▶ Saved data entries:

########################################

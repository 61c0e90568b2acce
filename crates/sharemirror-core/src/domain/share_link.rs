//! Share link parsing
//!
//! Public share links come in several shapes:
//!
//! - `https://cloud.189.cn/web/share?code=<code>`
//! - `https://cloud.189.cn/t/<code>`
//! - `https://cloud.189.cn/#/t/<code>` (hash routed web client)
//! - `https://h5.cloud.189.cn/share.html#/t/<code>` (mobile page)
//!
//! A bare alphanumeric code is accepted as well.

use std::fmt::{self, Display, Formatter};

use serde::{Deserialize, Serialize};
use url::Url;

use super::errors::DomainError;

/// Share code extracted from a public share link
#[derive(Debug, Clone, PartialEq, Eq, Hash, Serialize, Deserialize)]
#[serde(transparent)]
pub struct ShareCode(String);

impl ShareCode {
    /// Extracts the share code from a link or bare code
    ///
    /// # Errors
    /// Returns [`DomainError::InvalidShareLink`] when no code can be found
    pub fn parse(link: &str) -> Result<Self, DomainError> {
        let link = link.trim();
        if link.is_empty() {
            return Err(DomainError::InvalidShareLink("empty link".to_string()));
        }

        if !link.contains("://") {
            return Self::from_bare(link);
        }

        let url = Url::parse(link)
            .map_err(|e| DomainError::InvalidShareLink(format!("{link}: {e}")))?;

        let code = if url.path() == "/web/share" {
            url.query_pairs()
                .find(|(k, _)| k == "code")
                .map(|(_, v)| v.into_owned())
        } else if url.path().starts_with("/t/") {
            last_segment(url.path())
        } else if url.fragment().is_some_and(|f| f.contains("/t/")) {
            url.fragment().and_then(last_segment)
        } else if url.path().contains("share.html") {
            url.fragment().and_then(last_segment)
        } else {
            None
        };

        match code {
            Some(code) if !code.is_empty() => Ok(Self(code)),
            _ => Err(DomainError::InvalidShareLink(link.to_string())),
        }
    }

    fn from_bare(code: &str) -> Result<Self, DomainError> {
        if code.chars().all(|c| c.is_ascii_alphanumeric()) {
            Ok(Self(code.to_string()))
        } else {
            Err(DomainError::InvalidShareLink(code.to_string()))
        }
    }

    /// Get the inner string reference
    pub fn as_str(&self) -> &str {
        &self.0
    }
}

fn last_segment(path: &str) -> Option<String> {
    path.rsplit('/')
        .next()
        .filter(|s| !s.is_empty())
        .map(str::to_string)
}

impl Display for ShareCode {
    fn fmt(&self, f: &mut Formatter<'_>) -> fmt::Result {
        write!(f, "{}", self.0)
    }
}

########################################

Above are entries; state the number of lines among them that contain "Display", and nothing else.

▶ RESPONSE AREA: 2